%%
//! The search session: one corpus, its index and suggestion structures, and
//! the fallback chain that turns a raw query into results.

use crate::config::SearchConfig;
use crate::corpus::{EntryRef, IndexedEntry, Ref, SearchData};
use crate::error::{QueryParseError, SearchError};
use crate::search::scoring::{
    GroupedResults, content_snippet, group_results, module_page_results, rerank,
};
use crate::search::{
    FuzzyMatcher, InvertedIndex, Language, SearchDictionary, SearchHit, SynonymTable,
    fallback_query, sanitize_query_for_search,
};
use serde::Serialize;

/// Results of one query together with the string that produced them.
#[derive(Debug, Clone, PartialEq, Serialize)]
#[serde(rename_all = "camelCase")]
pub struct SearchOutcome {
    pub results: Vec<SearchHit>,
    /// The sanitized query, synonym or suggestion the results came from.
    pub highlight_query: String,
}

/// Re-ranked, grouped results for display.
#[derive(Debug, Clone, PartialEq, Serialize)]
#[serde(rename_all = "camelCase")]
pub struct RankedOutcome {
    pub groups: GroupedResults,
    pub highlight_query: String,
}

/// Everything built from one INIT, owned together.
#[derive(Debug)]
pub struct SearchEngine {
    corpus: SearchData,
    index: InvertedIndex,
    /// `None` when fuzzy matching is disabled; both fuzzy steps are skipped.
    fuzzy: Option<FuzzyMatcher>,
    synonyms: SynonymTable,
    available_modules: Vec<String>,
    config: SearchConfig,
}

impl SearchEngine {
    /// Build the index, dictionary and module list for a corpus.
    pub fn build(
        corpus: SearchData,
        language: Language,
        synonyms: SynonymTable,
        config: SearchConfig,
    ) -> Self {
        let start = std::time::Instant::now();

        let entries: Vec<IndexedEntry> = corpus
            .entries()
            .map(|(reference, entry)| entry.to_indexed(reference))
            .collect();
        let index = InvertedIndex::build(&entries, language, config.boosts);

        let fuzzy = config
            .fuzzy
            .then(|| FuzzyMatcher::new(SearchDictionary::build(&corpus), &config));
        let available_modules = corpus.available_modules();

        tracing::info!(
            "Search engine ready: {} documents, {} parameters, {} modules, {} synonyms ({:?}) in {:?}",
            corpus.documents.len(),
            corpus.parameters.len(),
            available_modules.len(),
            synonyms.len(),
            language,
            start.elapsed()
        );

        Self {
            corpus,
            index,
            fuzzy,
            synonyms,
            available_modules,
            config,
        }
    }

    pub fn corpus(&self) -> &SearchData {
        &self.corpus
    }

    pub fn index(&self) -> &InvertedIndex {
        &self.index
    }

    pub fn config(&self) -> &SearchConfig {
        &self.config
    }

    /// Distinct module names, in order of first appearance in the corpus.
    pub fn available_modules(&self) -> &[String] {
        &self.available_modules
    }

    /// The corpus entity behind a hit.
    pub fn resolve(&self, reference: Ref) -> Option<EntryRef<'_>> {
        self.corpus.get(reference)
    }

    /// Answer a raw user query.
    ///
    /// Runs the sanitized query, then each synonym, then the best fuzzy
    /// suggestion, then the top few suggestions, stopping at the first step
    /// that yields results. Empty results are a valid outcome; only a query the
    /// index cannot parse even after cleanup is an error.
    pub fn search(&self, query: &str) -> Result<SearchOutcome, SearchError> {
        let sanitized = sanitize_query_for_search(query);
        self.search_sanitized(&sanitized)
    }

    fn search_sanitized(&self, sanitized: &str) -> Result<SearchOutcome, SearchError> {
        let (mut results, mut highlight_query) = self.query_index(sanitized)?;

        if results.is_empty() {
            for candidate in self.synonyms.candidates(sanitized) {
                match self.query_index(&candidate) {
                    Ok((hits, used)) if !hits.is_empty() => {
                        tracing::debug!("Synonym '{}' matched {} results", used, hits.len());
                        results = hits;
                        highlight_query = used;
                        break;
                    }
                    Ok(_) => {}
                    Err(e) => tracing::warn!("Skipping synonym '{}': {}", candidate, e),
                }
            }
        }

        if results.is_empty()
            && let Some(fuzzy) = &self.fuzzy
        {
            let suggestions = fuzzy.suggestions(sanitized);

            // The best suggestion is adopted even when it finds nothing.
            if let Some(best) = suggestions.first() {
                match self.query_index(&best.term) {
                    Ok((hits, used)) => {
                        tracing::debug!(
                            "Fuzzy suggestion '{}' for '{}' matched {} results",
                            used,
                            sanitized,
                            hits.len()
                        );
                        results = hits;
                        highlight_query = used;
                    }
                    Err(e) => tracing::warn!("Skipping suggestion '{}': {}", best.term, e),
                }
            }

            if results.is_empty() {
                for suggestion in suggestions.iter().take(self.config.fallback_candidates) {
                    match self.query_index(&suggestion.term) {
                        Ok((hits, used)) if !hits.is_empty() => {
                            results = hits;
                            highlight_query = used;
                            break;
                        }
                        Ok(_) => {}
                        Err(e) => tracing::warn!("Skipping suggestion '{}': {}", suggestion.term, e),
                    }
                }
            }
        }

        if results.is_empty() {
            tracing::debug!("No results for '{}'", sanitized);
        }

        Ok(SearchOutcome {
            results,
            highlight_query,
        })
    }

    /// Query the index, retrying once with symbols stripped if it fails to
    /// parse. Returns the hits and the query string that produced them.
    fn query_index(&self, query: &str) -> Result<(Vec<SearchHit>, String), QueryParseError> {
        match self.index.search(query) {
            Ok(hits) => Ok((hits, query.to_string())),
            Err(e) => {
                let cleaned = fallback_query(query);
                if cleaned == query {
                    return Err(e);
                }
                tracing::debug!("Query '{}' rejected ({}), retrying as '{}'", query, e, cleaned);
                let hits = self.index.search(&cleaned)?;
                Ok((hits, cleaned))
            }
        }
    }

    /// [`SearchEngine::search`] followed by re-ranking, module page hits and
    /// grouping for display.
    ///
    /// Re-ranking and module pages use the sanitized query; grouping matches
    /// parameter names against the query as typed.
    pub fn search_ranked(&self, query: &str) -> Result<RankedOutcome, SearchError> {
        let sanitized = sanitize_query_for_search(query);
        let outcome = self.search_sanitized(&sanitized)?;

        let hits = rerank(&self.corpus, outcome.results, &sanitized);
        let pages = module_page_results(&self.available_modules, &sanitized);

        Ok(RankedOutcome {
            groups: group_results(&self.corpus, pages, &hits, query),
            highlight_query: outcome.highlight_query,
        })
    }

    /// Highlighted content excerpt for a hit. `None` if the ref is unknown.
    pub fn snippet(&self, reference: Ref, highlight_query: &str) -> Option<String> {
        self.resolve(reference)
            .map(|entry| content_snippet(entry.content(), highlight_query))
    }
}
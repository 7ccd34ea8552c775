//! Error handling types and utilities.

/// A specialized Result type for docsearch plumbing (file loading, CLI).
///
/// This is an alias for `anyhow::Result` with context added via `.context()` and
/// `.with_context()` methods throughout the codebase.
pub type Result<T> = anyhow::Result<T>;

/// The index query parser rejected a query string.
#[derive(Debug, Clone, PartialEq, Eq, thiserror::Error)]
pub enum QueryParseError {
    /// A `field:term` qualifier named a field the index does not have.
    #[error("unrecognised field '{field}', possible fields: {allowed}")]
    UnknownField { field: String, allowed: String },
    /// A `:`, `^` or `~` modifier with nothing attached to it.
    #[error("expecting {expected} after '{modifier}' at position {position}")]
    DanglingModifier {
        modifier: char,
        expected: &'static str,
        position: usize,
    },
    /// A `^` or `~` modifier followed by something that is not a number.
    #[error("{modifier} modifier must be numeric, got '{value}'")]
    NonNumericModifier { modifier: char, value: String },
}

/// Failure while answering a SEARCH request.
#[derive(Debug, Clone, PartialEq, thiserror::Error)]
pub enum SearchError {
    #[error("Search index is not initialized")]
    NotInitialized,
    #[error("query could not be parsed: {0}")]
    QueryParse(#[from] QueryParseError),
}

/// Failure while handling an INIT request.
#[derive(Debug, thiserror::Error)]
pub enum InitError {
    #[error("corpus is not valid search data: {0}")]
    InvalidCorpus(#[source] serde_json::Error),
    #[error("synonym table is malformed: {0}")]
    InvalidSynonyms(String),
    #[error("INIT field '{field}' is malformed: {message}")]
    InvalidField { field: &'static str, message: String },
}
%%
YOUR TASK -> Search the records above for the word "cleaned", then say how many lines contain it. Give the number alone.

ANSWER BELOW -> 5